Problem statement
Would you reproduce exactly the lines below from the one holding "repository d296abccde0fd69c" through the one holding "impl IntoResponse for", inclusive, and no others?

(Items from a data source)
%%

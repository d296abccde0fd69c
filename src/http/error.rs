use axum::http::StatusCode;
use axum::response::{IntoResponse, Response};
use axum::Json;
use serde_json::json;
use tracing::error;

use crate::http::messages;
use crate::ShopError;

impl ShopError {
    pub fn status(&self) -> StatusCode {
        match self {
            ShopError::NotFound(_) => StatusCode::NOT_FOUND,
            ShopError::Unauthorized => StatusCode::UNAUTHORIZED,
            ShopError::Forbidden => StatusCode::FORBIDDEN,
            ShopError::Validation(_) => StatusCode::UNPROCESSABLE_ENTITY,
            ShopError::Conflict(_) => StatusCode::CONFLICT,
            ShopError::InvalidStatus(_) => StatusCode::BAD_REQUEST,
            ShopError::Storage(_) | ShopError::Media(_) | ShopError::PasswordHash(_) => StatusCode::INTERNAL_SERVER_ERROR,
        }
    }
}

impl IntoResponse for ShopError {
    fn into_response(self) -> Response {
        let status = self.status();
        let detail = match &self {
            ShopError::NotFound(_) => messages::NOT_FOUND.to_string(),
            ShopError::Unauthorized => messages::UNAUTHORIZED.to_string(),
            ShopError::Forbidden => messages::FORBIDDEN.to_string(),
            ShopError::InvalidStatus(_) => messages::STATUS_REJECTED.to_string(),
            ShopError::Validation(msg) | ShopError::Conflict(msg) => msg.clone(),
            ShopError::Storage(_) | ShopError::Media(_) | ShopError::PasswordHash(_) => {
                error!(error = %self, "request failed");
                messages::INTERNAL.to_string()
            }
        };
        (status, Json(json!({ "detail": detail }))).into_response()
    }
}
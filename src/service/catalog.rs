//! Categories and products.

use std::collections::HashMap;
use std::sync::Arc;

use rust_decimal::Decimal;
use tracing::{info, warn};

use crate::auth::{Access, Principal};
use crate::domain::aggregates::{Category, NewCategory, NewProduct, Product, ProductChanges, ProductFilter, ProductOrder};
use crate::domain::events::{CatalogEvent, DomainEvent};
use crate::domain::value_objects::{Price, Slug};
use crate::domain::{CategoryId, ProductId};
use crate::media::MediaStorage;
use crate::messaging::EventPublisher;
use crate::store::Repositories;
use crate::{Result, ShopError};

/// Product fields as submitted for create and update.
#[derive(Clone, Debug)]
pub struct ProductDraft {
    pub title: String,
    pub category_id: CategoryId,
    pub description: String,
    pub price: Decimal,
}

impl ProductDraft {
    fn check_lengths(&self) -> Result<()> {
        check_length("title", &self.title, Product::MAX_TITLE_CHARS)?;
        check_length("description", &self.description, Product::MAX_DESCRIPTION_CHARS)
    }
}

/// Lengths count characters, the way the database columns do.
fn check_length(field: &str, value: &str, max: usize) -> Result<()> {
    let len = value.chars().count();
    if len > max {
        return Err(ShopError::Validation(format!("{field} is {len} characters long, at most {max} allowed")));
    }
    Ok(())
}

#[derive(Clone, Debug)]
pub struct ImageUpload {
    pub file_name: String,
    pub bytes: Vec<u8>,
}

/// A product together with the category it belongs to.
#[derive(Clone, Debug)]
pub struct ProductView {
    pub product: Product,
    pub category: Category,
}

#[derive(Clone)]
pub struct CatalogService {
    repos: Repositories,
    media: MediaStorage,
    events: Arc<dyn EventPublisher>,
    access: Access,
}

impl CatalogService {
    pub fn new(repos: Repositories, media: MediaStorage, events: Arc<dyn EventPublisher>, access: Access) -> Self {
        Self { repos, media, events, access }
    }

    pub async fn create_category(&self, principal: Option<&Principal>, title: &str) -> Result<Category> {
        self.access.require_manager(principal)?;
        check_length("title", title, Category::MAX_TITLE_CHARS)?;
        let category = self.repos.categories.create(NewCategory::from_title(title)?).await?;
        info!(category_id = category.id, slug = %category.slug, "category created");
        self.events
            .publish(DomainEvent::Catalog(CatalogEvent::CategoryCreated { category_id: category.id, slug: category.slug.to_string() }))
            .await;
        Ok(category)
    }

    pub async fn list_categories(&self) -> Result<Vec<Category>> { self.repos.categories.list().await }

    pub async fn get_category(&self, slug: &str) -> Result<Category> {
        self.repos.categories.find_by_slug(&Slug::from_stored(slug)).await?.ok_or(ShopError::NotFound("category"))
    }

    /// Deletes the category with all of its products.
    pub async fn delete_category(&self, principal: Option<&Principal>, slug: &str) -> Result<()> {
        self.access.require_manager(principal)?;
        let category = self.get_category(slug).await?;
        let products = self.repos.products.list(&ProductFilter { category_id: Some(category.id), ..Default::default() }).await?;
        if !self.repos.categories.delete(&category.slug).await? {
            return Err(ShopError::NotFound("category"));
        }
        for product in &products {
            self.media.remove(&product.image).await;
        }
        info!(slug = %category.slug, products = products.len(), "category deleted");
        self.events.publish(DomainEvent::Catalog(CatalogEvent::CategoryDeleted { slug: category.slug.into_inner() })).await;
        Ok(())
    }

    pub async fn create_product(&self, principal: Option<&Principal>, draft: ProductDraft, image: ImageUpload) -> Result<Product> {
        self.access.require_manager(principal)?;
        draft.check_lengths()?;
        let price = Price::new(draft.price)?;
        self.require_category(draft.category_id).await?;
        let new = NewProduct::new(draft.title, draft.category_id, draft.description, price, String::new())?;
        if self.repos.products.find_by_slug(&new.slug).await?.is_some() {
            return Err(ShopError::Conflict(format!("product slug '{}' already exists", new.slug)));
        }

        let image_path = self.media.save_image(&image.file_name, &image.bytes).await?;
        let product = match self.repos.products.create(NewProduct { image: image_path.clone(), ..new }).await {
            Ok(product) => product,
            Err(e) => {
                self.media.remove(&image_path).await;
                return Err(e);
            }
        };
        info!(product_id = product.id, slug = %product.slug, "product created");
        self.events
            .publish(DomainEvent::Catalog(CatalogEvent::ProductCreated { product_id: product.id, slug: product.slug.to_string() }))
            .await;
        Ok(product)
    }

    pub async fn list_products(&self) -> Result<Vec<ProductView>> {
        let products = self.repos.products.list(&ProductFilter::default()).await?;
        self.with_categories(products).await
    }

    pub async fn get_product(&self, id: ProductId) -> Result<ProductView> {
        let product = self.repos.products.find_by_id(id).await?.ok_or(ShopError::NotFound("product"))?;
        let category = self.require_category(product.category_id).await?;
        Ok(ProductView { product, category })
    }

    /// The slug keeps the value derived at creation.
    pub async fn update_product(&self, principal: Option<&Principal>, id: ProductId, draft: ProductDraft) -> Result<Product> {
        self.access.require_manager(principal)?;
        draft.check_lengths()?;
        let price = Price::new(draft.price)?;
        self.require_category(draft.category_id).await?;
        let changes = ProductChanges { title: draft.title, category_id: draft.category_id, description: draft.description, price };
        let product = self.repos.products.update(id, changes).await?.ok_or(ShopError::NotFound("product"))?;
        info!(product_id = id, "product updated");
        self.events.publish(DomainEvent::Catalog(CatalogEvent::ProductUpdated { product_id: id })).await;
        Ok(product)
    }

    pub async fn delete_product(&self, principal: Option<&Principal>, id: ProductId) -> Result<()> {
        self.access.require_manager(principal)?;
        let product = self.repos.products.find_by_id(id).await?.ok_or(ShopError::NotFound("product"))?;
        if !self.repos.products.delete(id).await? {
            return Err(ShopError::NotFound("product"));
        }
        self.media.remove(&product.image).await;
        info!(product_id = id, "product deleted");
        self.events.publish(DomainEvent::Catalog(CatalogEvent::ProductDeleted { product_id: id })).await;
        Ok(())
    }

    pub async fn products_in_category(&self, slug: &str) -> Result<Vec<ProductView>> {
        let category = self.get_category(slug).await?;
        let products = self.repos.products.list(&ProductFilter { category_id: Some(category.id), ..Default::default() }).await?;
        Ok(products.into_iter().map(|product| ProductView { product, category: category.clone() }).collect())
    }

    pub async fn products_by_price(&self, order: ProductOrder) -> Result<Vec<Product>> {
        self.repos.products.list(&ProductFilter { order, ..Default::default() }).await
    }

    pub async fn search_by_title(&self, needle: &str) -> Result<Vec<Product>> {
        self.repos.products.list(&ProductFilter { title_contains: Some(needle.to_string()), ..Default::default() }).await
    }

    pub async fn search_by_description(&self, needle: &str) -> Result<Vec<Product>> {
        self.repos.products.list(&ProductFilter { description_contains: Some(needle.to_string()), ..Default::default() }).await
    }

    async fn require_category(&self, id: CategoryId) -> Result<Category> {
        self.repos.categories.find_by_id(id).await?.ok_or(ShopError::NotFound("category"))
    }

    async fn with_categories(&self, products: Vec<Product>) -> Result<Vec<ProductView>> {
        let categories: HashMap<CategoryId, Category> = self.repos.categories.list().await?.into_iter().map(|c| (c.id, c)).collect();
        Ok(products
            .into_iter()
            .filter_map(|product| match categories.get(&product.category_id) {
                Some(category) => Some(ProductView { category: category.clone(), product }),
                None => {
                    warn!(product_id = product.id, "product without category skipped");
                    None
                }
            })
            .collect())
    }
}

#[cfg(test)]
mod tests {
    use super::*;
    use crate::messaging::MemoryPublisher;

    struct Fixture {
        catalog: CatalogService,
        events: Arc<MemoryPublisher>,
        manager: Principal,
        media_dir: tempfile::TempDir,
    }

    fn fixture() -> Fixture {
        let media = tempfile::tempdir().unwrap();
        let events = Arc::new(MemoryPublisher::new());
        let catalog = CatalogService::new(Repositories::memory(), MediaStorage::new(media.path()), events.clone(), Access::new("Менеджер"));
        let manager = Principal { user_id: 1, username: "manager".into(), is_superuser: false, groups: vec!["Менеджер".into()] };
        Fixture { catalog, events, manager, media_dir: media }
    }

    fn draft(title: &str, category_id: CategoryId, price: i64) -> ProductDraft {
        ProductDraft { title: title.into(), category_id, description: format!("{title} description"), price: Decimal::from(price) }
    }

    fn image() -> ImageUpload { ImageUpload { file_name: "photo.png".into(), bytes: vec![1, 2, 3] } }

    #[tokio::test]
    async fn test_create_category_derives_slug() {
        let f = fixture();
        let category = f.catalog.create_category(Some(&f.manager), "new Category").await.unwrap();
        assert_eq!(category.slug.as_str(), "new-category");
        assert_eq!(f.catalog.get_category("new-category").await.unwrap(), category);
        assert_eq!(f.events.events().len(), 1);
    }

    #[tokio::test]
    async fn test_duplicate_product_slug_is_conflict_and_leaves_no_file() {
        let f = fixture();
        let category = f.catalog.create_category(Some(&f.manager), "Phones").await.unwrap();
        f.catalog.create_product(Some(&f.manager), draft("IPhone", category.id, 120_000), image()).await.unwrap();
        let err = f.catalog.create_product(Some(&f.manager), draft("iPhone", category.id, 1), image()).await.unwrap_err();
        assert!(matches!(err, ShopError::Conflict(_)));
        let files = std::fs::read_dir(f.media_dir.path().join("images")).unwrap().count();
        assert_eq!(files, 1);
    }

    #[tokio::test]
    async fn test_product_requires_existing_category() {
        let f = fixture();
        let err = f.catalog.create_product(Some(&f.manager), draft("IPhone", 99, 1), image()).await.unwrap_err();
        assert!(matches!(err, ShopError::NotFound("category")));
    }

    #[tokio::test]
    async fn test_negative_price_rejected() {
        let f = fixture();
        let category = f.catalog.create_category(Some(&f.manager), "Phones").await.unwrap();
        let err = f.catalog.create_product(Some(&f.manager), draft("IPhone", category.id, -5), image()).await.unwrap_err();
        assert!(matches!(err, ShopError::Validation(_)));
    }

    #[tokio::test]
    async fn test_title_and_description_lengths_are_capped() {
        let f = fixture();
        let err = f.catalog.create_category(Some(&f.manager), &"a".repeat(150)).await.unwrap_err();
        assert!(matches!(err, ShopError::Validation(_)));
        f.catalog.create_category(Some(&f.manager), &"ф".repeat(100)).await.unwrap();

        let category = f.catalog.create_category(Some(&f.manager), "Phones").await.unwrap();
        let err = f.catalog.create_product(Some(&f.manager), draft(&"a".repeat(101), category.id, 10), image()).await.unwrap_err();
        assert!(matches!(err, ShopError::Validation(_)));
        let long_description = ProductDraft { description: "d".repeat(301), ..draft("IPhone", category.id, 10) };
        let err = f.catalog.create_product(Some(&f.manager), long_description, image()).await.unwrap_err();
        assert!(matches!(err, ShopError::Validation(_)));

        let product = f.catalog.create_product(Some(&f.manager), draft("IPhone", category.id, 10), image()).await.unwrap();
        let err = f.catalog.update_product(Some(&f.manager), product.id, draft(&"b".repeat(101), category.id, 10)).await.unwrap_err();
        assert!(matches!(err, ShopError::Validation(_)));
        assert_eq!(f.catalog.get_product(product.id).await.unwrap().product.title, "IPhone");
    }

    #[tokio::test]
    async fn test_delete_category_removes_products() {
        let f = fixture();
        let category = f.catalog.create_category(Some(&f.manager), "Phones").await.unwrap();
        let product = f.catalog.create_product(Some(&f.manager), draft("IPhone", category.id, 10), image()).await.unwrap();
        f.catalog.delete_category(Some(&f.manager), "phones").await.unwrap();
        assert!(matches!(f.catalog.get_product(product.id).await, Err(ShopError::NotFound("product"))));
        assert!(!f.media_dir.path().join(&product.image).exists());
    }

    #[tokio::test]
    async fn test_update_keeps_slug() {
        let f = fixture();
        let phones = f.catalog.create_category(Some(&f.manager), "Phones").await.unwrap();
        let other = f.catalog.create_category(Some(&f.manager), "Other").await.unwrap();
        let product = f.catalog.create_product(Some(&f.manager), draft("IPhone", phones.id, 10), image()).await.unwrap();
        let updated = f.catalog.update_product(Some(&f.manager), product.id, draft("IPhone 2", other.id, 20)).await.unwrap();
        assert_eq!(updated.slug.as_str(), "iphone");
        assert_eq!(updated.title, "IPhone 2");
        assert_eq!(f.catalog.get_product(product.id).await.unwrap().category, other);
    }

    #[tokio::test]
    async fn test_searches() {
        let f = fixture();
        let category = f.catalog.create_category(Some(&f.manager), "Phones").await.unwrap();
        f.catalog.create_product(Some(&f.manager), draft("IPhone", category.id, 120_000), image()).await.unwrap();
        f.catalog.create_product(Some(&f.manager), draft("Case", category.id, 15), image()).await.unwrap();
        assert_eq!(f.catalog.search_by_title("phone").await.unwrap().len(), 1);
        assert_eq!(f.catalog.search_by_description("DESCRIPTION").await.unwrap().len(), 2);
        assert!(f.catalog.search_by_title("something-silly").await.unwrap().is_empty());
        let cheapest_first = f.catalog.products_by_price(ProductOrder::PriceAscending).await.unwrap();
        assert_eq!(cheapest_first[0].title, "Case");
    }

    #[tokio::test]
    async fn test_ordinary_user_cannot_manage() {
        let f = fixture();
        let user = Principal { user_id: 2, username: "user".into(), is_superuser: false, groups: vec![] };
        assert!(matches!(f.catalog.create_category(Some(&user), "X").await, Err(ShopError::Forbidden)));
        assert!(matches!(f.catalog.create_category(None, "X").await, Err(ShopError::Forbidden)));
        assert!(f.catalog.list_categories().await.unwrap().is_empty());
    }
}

%%
%%

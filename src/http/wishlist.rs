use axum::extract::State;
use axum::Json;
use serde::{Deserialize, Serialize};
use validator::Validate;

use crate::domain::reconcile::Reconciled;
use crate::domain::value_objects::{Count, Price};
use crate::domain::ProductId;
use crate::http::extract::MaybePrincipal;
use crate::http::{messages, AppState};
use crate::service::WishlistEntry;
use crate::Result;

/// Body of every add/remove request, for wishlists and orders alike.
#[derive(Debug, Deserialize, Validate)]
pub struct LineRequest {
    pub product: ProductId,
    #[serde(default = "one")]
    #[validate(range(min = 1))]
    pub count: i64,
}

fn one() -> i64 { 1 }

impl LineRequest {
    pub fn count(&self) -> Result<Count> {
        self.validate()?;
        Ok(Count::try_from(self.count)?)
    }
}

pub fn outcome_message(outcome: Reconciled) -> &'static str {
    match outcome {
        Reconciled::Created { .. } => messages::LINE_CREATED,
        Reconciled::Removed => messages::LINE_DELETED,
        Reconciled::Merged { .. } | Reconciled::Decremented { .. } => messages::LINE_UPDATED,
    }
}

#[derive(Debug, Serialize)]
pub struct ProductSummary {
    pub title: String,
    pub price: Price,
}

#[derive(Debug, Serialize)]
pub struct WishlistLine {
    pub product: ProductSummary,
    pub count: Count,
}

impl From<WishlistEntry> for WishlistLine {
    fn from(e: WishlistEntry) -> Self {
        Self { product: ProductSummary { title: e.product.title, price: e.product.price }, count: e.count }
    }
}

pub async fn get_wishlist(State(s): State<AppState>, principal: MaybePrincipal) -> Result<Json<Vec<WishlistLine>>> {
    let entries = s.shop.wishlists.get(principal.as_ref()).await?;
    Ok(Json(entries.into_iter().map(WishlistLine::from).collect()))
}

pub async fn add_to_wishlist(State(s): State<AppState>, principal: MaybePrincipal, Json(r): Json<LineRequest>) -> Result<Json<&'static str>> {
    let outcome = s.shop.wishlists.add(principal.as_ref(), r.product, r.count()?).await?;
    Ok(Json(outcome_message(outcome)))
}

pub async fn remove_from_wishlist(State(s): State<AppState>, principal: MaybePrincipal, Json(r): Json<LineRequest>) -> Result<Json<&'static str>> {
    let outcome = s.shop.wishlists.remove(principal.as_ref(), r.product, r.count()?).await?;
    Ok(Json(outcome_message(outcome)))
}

%%

Written solution
repository d296abccde0fd69c
filename src/http/error.rs
use axum::http::StatusCode;
use axum::response::{IntoResponse, Response};
use axum::Json;
use serde_json::json;
use tracing::error;

use crate::http::messages;
use crate::ShopError;

impl ShopError {
    pub fn status(&self) -> StatusCode {
        match self {
            ShopError::NotFound(_) => StatusCode::NOT_FOUND,
            ShopError::Unauthorized => StatusCode::UNAUTHORIZED,
            ShopError::Forbidden => StatusCode::FORBIDDEN,
            ShopError::Validation(_) => StatusCode::UNPROCESSABLE_ENTITY,
            ShopError::Conflict(_) => StatusCode::CONFLICT,
            ShopError::InvalidStatus(_) => StatusCode::BAD_REQUEST,
            ShopError::Storage(_) | ShopError::Media(_) | ShopError::PasswordHash(_) => StatusCode::INTERNAL_SERVER_ERROR,
        }
    }
}

impl IntoResponse for ShopError {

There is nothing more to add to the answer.